START Exercise inputs

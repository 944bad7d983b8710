//! # rarewatch-sync
//!
//! Change detection between two snapshots of an artist's creations.
//!
//! Call [`reconcile`] to get every action that appeared since the previous
//! snapshot, grouped by creation in the new snapshot's order.

pub mod reconcile;

pub use reconcile::{
    reconcile, reconcile_with, DiffStrategy, NewAction, ParseStrategyError, ReconcileSummary,
    Reconciliation,
};
use std::path::PathBuf;

use thiserror::Error;

/// Why a fetch produced no usable snapshot. The whole cycle is skipped.
#[derive(Debug, Error)]
pub enum FetchError {
    /// The remote page could not be loaded (timeouts included).
    #[error("source unavailable: {0}")]
    Unavailable(String),

    #[error("failed to run {program}: {source}")]
    Io {
        program: PathBuf,
        #[source]
        source: std::io::Error,
    },

    #[error("{program} exited with status {status:?}: {stderr}")]
    Command {
        program: PathBuf,
        status: Option<i32>,
        stderr: String,
    },

    #[error("could not decode {what}: {source}")]
    Decode {
        what: String,
        #[source]
        source: serde_json::Error,
    },

    #[error("detail fetch for {url} failed: {source}")]
    Detail {
        url: String,
        #[source]
        source: Box<FetchError>,
    },

    #[error("detail task join failure: {0}")]
    Join(String),
}
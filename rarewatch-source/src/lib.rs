//! Fetch-provider boundary: where the current state of an artist's profile
//! comes from.
//!
//! The core only ever calls [`CreationSource::fetch_creations`] and gets a
//! whole [`Snapshot`](rarewatch_core::Snapshot) or a [`FetchError`].
//! [`EnrichingSource`] builds that on top of a per-creation [`DetailSource`],
//! fetching details concurrently. [`ScraperCommand`] is the detail source that
//! shells out to an external page scraper.

mod error;
pub mod provider;
pub mod scraper;

pub use error::FetchError;
pub use provider::{CreationSource, DetailSource, EnrichingSource, Listing};
pub use scraper::ScraperCommand;
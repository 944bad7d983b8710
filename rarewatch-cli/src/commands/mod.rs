pub mod check;
pub mod diff;
pub mod once;
pub mod run;
pub mod show;

use std::path::PathBuf;

use anyhow::{Context, Result};
use colored::Colorize;

use rarewatch_core::SnapshotStore;
use rarewatch_daemon::config::{load_dotenv, resolve_state_path};
use rarewatch_notify::Announcement;

/// `--state` if given, else the configured/default snapshot file.
pub(crate) fn state_store(state: Option<PathBuf>) -> Result<SnapshotStore> {
    let path = match state {
        Some(path) => path,
        None => {
            load_dotenv();
            resolve_state_path(|key| std::env::var(key).ok())
                .context("could not determine snapshot location")?
        }
    };
    Ok(SnapshotStore::new(path))
}

pub(crate) fn print_announcement(announcement: &Announcement) {
    println!(
        "{} {} {}",
        "+".green().bold(),
        announcement.creation_name.bold(),
        announcement.description,
    );
    println!("    {}", announcement.creation_url.bright_black());
    if let Some(url) = &announcement.transaction_url {
        println!("    {}", url.bright_black());
    }
}
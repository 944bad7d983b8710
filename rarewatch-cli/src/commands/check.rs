//! `rarewatch check` — validate configuration without starting anything.

use anyhow::{Context, Result};
use clap::Args;
use colored::Colorize;
use tabled::{settings::Style, Table, Tabled};

use rarewatch_daemon::Config;

#[derive(Args, Debug)]
pub struct CheckArgs {}

#[derive(Tabled)]
struct SettingRow {
    #[tabled(rename = "setting")]
    name: &'static str,
    #[tabled(rename = "value")]
    value: String,
}

impl CheckArgs {
    pub fn run(self) -> Result<()> {
        let config = Config::from_env().context("invalid configuration")?;

        let document = config
            .store()
            .load_document()
            .with_context(|| format!("state file {} is unreadable", config.state_path.display()))?;
        let state = if document.creations.is_empty() && document.saved_at.is_none() {
            "no snapshot yet".to_string()
        } else {
            format!(
                "{} creations, {} actions",
                document.creations.len(),
                document.creations.action_count()
            )
        };

        let rows = vec![
            setting("discord token", "<redacted>".to_string()),
            setting("channel", config.channel_id.to_string()),
            setting("server", config.server_id.to_string()),
            setting("artist", config.artist.to_string()),
            setting(
                "update interval",
                format!("{} min", config.update_interval.as_secs() / 60),
            ),
            setting("debug", config.debug.to_string()),
            setting("state file", config.state_path.display().to_string()),
            setting("state", state),
            setting(
                "log file",
                config
                    .log_path
                    .as_ref()
                    .map(|path| path.display().to_string())
                    .unwrap_or_else(|| "off".to_string()),
            ),
            setting("scraper", config.scraper.display().to_string()),
            setting("diff strategy", config.diff_strategy.to_string()),
            setting("fetch concurrency", config.fetch_concurrency.to_string()),
        ];
        let mut table = Table::new(rows);
        table.with(Style::rounded());
        println!("{table}");
        println!("{}", "configuration ok".green());
        Ok(())
    }
}

fn setting(name: &'static str, value: String) -> SettingRow {
    SettingRow { name, value }
}
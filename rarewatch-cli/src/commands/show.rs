//! `rarewatch show` — inspect the stored snapshot.

use std::path::PathBuf;

use anyhow::{Context, Result};
use chrono::{DateTime, Utc};
use clap::Args;
use colored::Colorize;
use tabled::{settings::Style, Table, Tabled};

use rarewatch_core::Creation;

use super::state_store;

#[derive(Args, Debug)]
pub struct ShowArgs {
    /// Snapshot file to read (defaults to the configured state file).
    #[arg(long)]
    pub state: Option<PathBuf>,

    /// Emit the stored document as JSON.
    #[arg(long)]
    pub json: bool,
}

#[derive(Tabled)]
struct CreationRow {
    #[tabled(rename = "creation")]
    name: String,
    #[tabled(rename = "actions")]
    actions: usize,
    #[tabled(rename = "last action")]
    last_action: String,
    #[tabled(rename = "image")]
    image: String,
}

impl ShowArgs {
    pub fn run(self) -> Result<()> {
        let store = state_store(self.state)?;
        if !store.path().exists() {
            println!("No snapshot stored at {}.", store.path().display());
            return Ok(());
        }

        let document = store
            .load_document()
            .with_context(|| format!("failed to read {}", store.path().display()))?;

        if self.json {
            println!(
                "{}",
                serde_json::to_string_pretty(&document)
                    .context("failed to serialize snapshot JSON")?
            );
            return Ok(());
        }

        println!(
            "rarewatch v{} | {} creations | {} actions | saved {}",
            env!("CARGO_PKG_VERSION"),
            document.creations.len(),
            document.creations.action_count(),
            format_saved_at(document.saved_at),
        );
        if document.creations.is_empty() {
            println!("Snapshot is empty.");
            return Ok(());
        }

        let rows: Vec<CreationRow> = document.creations.iter().map(row).collect();
        let mut table = Table::new(rows);
        table.with(Style::rounded());
        println!("{table}");
        Ok(())
    }
}

fn row(creation: &Creation) -> CreationRow {
    CreationRow {
        name: creation.name.clone(),
        actions: creation.actions.len(),
        last_action: creation
            .last_action()
            .map(|action| action.description.clone())
            .unwrap_or_else(|| "-".to_string()),
        image: if creation.image_url().is_some() {
            "yes".green().to_string()
        } else {
            "missing".yellow().to_string()
        },
    }
}

fn format_saved_at(saved_at: Option<DateTime<Utc>>) -> String {
    let Some(saved_at) = saved_at else {
        return "at an unknown time".to_string();
    };
    let age = Utc::now().signed_duration_since(saved_at);
    let ago = if age.num_days() > 0 {
        format!("{}d ago", age.num_days())
    } else if age.num_hours() > 0 {
        format!("{}h ago", age.num_hours())
    } else if age.num_minutes() > 0 {
        format!("{}m ago", age.num_minutes())
    } else {
        "just now".to_string()
    };
    format!("{} ({ago})", saved_at.to_rfc3339())
}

END Exercise inputs

■ What is needed ■
Every entry above should be given again exactly as shown.

■ The answer ■
repository 944bad7d983b8710
//! # rarewatch-sync
//!
//! Change detection between two snapshots of an artist's creations.
//!
//! Call [`reconcile`] to get every action that appeared since the previous
//! snapshot, grouped by creation in the new snapshot's order.

pub mod reconcile;

pub use reconcile::{
    reconcile, reconcile_with, DiffStrategy, NewAction, ParseStrategyError, ReconcileSummary,
    Reconciliation,
};
use std::path::PathBuf;

use thiserror::Error;

/// Why a fetch produced no usable snapshot. The whole cycle is skipped.
#[derive(Debug, Error)]
pub enum FetchError {
    /// The remote page could not be loaded (timeouts included).
    #[error("source unavailable: {0}")]
    Unavailable(String),

    #[error("failed to run {program}: {source}")]
    Io {
        program: PathBuf,
        #[source]
        source: std::io::Error,
    },

    #[error("{program} exited with status {status:?}: {stderr}")]
    Command {
        program: PathBuf,
        status: Option<i32>,
        stderr: String,
    },

    #[error("could not decode {what}: {source}")]
    Decode {
        what: String,
        #[source]
        source: serde_json::Error,
    },

    #[error("detail fetch for {url} failed: {source}")]
    Detail {
        url: String,
        #[source]
        source: Box<FetchError>,
    },

    #[error("detail task join failure: {0}")]
    Join(String),
}
filename rarewatch-source/src/lib.rs
//! Fetch-provider boundary: where the current state of an artist's profile
//! comes from.
//!
//! The core only ever calls [`CreationSource::fetch_creations`] and gets a
//! whole [`Snapshot`](rarewatch_core::Snapshot) or a [`FetchError`].
//! [`EnrichingSource`] builds that on top of a per-creation [`DetailSource`],
//! fetching details concurrently. [`ScraperCommand`] is the detail source that
//! shells out to an external page scraper.

mod error;
pub mod provider;
pub mod scraper;

pub use error::FetchError;
pub use provider::{CreationSource, DetailSource, EnrichingSource, Listing};
pub use scraper::ScraperCommand;
repository 944bad7d983b8710
filename rarewatch-cli/src/commands/mod.rs
pub mod check;
pub mod diff;
pub mod once;
pub mod run;
pub mod show;

use std::path::PathBuf;

use anyhow::{Context, Result};
use colored::Colorize;

use rarewatch_core::SnapshotStore;
use rarewatch_daemon::config::{load_dotenv, resolve_state_path};
use rarewatch_notify::Announcement;

/// `--state` if given, else the configured/default snapshot file.
pub(crate) fn state_store(state: Option<PathBuf>) -> Result<SnapshotStore> {
    let path = match state {
        Some(path) => path,
        None => {
            load_dotenv();
            resolve_state_path(|key| std::env::var(key).ok())
                .context("could not determine snapshot location")?
        }
    };
    Ok(SnapshotStore::new(path))
}

pub(crate) fn print_announcement(announcement: &Announcement) {
    println!(
        "{} {} {}",
        "+".green().bold(),
        announcement.creation_name.bold(),
        announcement.description,
    );
    println!("    {}", announcement.creation_url.bright_black());
    if let Some(url) = &announcement.transaction_url {
        println!("    {}", url.bright_black());
    }
}
repository 944bad7d983b8710
filename rarewatch-cli/src/commands/check.rs
//! `rarewatch check` — validate configuration without starting anything.

use anyhow::{Context, Result};
use clap::Args;
use colored::Colorize;
use tabled::{settings::Style, Table, Tabled};

use rarewatch_daemon::Config;

#[derive(Args, Debug)]
pub struct CheckArgs {}

#[derive(Tabled)]
struct SettingRow {
    #[tabled(rename = "setting")]
    name: &'static str,
    #[tabled(rename = "value")]
    value: String,
}

impl CheckArgs {
    pub fn run(self) -> Result<()> {
        let config = Config::from_env().context("invalid configuration")?;

        let document = config
            .store()
            .load_document()
            .with_context(|| format!("state file {} is unreadable", config.state_path.display()))?;
        let state = if document.creations.is_empty() && document.saved_at.is_none() {
            "no snapshot yet".to_string()
        } else {
            format!(
                "{} creations, {} actions",
                document.creations.len(),
                document.creations.action_count()
            )
        };

        let rows = vec![
            setting("discord token", "<redacted>".to_string()),
            setting("channel", config.channel_id.to_string()),
            setting("server", config.server_id.to_string()),
            setting("artist", config.artist.to_string()),
            setting(
                "update interval",
                format!("{} min", config.update_interval.as_secs() / 60),
            ),
            setting("debug", config.debug.to_string()),
            setting("state file", config.state_path.display().to_string()),
            setting("state", state),
            setting(
                "log file",
                config
                    .log_path
                    .as_ref()
                    .map(|path| path.display().to_string())
                    .unwrap_or_else(|| "off".to_string()),
            ),
            setting("scraper", config.scraper.display().to_string()),
            setting("diff strategy", config.diff_strategy.to_string()),
            setting("fetch concurrency", config.fetch_concurrency.to_string()),
        ];
        let mut table = Table::new(rows);
        table.with(Style::rounded());
        println!("{table}");
        println!("{}", "configuration ok".green());
        Ok(())
    }
}

fn setting(name: &'static str, value: String) -> SettingRow {
    SettingRow { name, value }
}
filename rarewatch-cli/src/commands/show.rs
//! `rarewatch show` — inspect the stored snapshot.

use std::path::PathBuf;

use anyhow::{Context, Result};
use chrono::{DateTime, Utc};
use clap::Args;
use colored::Colorize;
use tabled::{settings::Style, Table, Tabled};

use rarewatch_core::Creation;

use super::state_store;

#[derive(Args, Debug)]
pub struct ShowArgs {
    /// Snapshot file to read (defaults to the configured state file).
    #[arg(long)]
    pub state: Option<PathBuf>,

    /// Emit the stored document as JSON.
    #[arg(long)]
    pub json: bool,
}

#[derive(Tabled)]
struct CreationRow {
    #[tabled(rename = "creation")]
    name: String,
    #[tabled(rename = "actions")]
    actions: usize,
    #[tabled(rename = "last action")]
    last_action: String,
    #[tabled(rename = "image")]
    image: String,
}

impl ShowArgs {
    pub fn run(self) -> Result<()> {
        let store = state_store(self.state)?;
        if !store.path().exists() {
            println!("No snapshot stored at {}.", store.path().display());
            return Ok(());
        }

        let document = store
            .load_document()
            .with_context(|| format!("failed to read {}", store.path().display()))?;

        if self.json {
            println!(
                "{}",
                serde_json::to_string_pretty(&document)
                    .context("failed to serialize snapshot JSON")?
            );
            return Ok(());
        }

        println!(
            "rarewatch v{} | {} creations | {} actions | saved {}",
            env!("CARGO_PKG_VERSION"),
            document.creations.len(),
            document.creations.action_count(),
            format_saved_at(document.saved_at),
        );
        if document.creations.is_empty() {
            println!("Snapshot is empty.");
            return Ok(());
        }

        let rows: Vec<CreationRow> = document.creations.iter().map(row).collect();
        let mut table = Table::new(rows);
        table.with(Style::rounded());
        println!("{table}");
        Ok(())
    }
}

fn row(creation: &Creation) -> CreationRow {
    CreationRow {
        name: creation.name.clone(),
        actions: creation.actions.len(),
        last_action: creation
            .last_action()
            .map(|action| action.description.clone())
            .unwrap_or_else(|| "-".to_string()),
        image: if creation.image_url().is_some() {
            "yes".green().to_string()
        } else {
            "missing".yellow().to_string()
        },
    }
}

fn format_saved_at(saved_at: Option<DateTime<Utc>>) -> String {
    let Some(saved_at) = saved_at else {
        return "at an unknown time".to_string();
    };
    let age = Utc::now().signed_duration_since(saved_at);
    let ago = if age.num_days() > 0 {
        format!("{}d ago", age.num_days())
    } else if age.num_hours() > 0 {
        format!("{}h ago", age.num_hours())
    } else if age.num_minutes() > 0 {
        format!("{}m ago", age.num_minutes())
    } else {
        "just now".to_string()
    };
    format!("{} ({ago})", saved_at.to_rfc3339())
}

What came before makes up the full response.